**Prompt**
Repeat exactly the lines of the entries below from the one with "self.entries.push(entry);" through the one with "impl Serialize for", both ends included, and nothing else.

Collected data:

============================================================

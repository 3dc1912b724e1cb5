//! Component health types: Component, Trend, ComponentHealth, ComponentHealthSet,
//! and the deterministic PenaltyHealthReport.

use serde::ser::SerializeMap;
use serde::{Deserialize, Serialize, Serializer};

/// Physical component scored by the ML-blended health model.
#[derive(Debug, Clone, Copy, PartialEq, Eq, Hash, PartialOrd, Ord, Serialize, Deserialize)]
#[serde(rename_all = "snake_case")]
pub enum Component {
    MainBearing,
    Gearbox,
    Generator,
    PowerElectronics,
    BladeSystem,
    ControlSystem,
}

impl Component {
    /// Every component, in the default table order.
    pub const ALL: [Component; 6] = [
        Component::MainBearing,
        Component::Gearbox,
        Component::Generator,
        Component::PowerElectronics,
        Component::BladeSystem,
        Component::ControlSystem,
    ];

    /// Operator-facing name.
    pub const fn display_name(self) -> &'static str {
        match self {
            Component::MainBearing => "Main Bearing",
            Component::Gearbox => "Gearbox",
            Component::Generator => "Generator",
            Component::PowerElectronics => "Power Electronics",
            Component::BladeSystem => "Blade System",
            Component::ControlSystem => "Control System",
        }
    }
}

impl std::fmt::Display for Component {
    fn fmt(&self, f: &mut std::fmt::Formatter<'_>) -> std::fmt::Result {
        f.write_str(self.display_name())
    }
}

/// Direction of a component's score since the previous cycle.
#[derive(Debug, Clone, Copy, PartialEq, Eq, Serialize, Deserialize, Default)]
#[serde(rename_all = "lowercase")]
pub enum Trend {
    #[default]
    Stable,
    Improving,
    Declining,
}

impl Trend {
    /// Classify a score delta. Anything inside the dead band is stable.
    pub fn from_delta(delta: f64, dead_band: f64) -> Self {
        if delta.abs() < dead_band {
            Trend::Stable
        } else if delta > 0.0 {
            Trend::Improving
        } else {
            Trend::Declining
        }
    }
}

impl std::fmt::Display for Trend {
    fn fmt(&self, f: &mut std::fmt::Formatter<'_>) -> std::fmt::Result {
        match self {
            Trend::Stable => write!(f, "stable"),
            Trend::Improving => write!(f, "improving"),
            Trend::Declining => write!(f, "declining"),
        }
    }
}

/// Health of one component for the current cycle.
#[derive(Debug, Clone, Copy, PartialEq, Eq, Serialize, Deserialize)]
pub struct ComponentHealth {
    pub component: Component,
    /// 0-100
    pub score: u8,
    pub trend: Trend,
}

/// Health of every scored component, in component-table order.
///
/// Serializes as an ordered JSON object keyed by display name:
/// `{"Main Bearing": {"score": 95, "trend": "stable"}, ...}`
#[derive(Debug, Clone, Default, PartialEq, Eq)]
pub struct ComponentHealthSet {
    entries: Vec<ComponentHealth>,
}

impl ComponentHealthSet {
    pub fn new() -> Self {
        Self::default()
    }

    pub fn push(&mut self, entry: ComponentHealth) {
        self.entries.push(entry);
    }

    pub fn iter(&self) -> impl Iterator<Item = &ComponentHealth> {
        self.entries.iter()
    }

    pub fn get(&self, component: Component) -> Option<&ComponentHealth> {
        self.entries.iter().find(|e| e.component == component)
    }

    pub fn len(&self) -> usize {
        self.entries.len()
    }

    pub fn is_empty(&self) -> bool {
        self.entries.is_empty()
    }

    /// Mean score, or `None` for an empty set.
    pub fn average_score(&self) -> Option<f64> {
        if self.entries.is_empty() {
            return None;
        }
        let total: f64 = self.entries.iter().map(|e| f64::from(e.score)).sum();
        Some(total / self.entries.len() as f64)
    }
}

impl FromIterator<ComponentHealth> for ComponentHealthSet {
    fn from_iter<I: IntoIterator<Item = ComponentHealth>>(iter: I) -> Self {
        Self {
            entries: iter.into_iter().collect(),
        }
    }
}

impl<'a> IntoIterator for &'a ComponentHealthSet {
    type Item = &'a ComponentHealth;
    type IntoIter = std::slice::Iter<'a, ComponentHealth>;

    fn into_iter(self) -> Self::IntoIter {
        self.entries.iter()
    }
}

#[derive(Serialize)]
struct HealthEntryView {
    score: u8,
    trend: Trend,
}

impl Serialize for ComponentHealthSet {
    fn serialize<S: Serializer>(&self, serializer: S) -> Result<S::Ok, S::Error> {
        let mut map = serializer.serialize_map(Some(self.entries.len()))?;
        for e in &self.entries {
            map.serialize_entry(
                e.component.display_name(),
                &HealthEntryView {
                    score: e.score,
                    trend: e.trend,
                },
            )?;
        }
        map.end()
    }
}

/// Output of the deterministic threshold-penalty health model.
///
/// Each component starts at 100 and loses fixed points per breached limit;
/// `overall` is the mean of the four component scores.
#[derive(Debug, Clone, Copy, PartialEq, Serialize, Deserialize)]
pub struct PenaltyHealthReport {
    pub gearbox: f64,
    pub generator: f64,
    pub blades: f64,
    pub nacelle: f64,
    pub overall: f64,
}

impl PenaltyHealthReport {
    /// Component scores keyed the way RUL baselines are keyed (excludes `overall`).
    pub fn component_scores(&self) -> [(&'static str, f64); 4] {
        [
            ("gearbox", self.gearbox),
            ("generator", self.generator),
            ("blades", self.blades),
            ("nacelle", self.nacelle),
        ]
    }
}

============================================================

**The answer**
        self.entries.push(entry);
    }

    pub fn iter(&self) -> impl Iterator<Item = &ComponentHealth> {
        self.entries.iter()
    }

    pub fn get(&self, component: Component) -> Option<&ComponentHealth> {
        self.entries.iter().find(|e| e.component == component)
    }

    pub fn len(&self) -> usize {
        self.entries.len()
    }

    pub fn is_empty(&self) -> bool {
        self.entries.is_empty()
    }

    /// Mean score, or `None` for an empty set.
    pub fn average_score(&self) -> Option<f64> {
        if self.entries.is_empty() {
            return None;
        }
        let total: f64 = self.entries.iter().map(|e| f64::from(e.score)).sum();
        Some(total / self.entries.len() as f64)
    }
}

impl FromIterator<ComponentHealth> for ComponentHealthSet {
    fn from_iter<I: IntoIterator<Item = ComponentHealth>>(iter: I) -> Self {
        Self {
            entries: iter.into_iter().collect(),
        }
    }
}

impl<'a> IntoIterator for &'a ComponentHealthSet {
    type Item = &'a ComponentHealth;
    type IntoIter = std::slice::Iter<'a, ComponentHealth>;

    fn into_iter(self) -> Self::IntoIter {
        self.entries.iter()
    }
}

#[derive(Serialize)]
struct HealthEntryView {
    score: u8,
    trend: Trend,
}

impl Serialize for ComponentHealthSet {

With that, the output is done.